Let's see, if I run this up to maybe 100 connections. This will be a very nice number, very round. Know that the minimum goes so high because for some very bad approximation bug that I have in autocannon. How do you debug this? You use Node Clinic. You "Clinic Doctor", which is our tool, and then we can still use autocannon inside Clinic. We can do with two connections, five seconds on slash, and then we do "node 1.js". We just keep hitting our tool with this. It spins up our process, inject the probes that we need, and it actually runs. Then it analyzes the data, and it's running TensorFlow now. It's also rendering an HTML page. You see, it does a bunch of stuff. It also uses Browserify, if you are into this. I'm actually zooming a little bit in.

Basically, it says it detects a potential I/O issue. We have a bunch of things here, a bunch of recommendations. There is, "Diagnose: Use Clinic Bubbleprof," but also there is a "Read more" section with a bunch of links to look into, if you want to investigate more of this topic. It does ask to use Bubbleprof, so in order to use that we just hit this, "clinic bubble". Hit with some load. Note that it had an impact in our latency. It went up, because Bubbleprof generates a lot of data. If you are running it in a normal production system, you are definitely going to generate up to maybe half a GB of data for a minute run. It generates a lot of information, and let me explain why. Because, for every asynchronous activity in your system, it collects the full stack trace for that asynchronous activity. Then you can enable this doing certain things. Let me zoom in again.

For example, you can see it on this right that this is the block of asynchronous operations. You can see that it does some asynchronous activity here. It's color-coded, so there is networks, data, crypto, scheduling. What is scheduling? Scheduling is, hover it, promises, and nextTicks, and setImmediates, and timers. Then other is because we are using a library, mongojs, that has been instrumented with Async Hooks, which is the underlying technologies that provide this in Node. That's what it is. If you have some issues with seeing this, we can switch to another color code. I don't know if you can see this better or not, probably not. We have two important parts here. One is you can see this is forking. Let's start from the top, this is the root node. You see that this little thing here, lingering. We'll dig this a little bit later in the talk.
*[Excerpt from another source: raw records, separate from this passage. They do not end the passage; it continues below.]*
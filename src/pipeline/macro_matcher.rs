// Recognizes `#define XC_<name> <decimal> [/* comment */]` lines

use regex::Regex;
use std::sync::LazyLock;

static DEFINE_RE: LazyLock<Regex> = LazyLock::new(|| {
    Regex::new(concat!(
        r"^#define\s+",
        r"(XC_[A-Za-z0-9_]+)\s+",
        r"([0-9]+)",
        r"(?:\s*/\*\s*(.*?)\s*\*/)?",
        r"(?:\s.*)?$",
    ))
    .expect("cursorfont define pattern is valid")
});

#[derive(Debug, Clone, Copy, PartialEq, Eq)]
pub struct MacroMatch<'a> {
    pub name: &'a str,
    pub digits: &'a str,
    pub comment: Option<&'a str>,
}

/// Matches one already trimmed line. `None` is the normal outcome for
/// includes, guards, blank lines and anything without the `XC_` prefix.
pub fn match_line(line: &str) -> Option<MacroMatch<'_>> {
    let caps = DEFINE_RE.captures(line)?;
    let name = caps.get(1)?.as_str();
    let digits = caps.get(2)?.as_str();
    let comment = caps
        .get(3)
        .map(|m| m.as_str())
        .filter(|c| !c.is_empty());

    Some(MacroMatch {
        name,
        digits,
        comment,
    })
}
We go down here, and this is when we receive a TCP call from the network. It says that we have eight frames from previous async operation createServerHandle. This is from Node core. These are some empty frames, these are all the things that happen natively. Then you have more things happening in Node core internal. This is Node core doing its stuff. You can see that we are handling our ConnectionListener, so we are probably setting up the HTTP parser here. Then, in terms of the code of my application, and it goes into this mongojs library. You can see that this starts from line 11 of my application, and it goes into mongojs and creates a cursor. We are reading data from Mongo, so it creates a cursor - makes sense.

Note that if we overlay on this thing, you can see that a nice pattern emerges. You can see that there is blocks of stuff happening here. This is because we're only doing two connections. We are issuing two connections at some point in time, together. Then those two finish, and then those two move to the second block, then it replies. You can see even this type of patterns happening in the system. If you look at this one, it says that the problem is in line 13. We have two problems with my system on line 11 and line 13. Here you go, line 11, line 13. There's two queries in Mongo.

What I do is I open my Mongo console, I go to my library. This thing is just querying some NPM data. What we do is we have the query here that we are doing, and we just ask Mongo to explain it. We can see that mongojs is actually doing a full sorting of that collection, so probably is missing an index. If we look at it more closely, we can see that there is another collection called modulesIndexed in here that may be as an index. Let's see what the queryPlanner will think. In fact, it's doing an index scan. If we run this, you can see that this is fast. If we run the previous one, you can see that it is actually not fast. What we can do now is we can use this collection instead of the previous one. We move to this one, which is using modulesIndexed instead.

Let's check if this solved our problem. Let’s see with two connections if our system has improved. It takes some time, five seconds. Now, we can do 68 requests per second. This is a bit better, probably not what you'd expect. Maybe there's something else. Maybe it's just because you're doing two connections per second, that's what we are doing. That's our problem. Let's ramp it up. Let's see if we can throw more resources at it, that it will work. It went up a little bit, but also the latency spiked.

There is some other problem, we have some other issue on this piece of code. We can go back and use Doctor to tell us what changed. We can run it in the exact same way we were running it before, inject the probes, run the load test, and then generate our HTML report. Now, it detects something else, it detects there is an event loop issue. This is because we're actually doing more requests than before. You can see that now that event loop is blocking for a significant amount of time, while before, if you look closely, in fact, it was spiking and blocking a little bit, but that was not the big source of the problem. Right now, instead, you see that it's massively blocking. How is it possible that the CPU is spiking too close to more than 150%? You can see it here. Why this is happening? Why is that big spike over 150? What is that?

The reason for that is Node.js. You have been told for a long time that Node.js is a single-threaded system. This is true. JavaScript is single-threaded. On that runtime, that specific JavaScript program is executing only one function at a time. However, V8 and Node use threads for a lot of other stuff. For example, the Garbage Collector in V8 runs on a separate thread 80% of the time. There is a good blog post and talk about this from some friends of mine at Google, so you should check that out. It goes up because a lot of garbage has been allocated and you need to collect that. That's why it's spiking over.

What does Doctor recommend? Doctor recommends to use Clinic Flame. That's what you're going to use. You probably got the mood of this. We are generating the stuff, it takes some time to do the analysis. This is a nice feature here that my team has put in, called Presentation Mode. Hopefully, you will actually see this a bit better. You can see a couple of nice things here. You can see that there is a compute-magic function that is taking most of the time. Why does compute-magic take so much time? I don't know. Who put that in there? I don't know. You can see a bunch of stuff happening that's dominating this thing.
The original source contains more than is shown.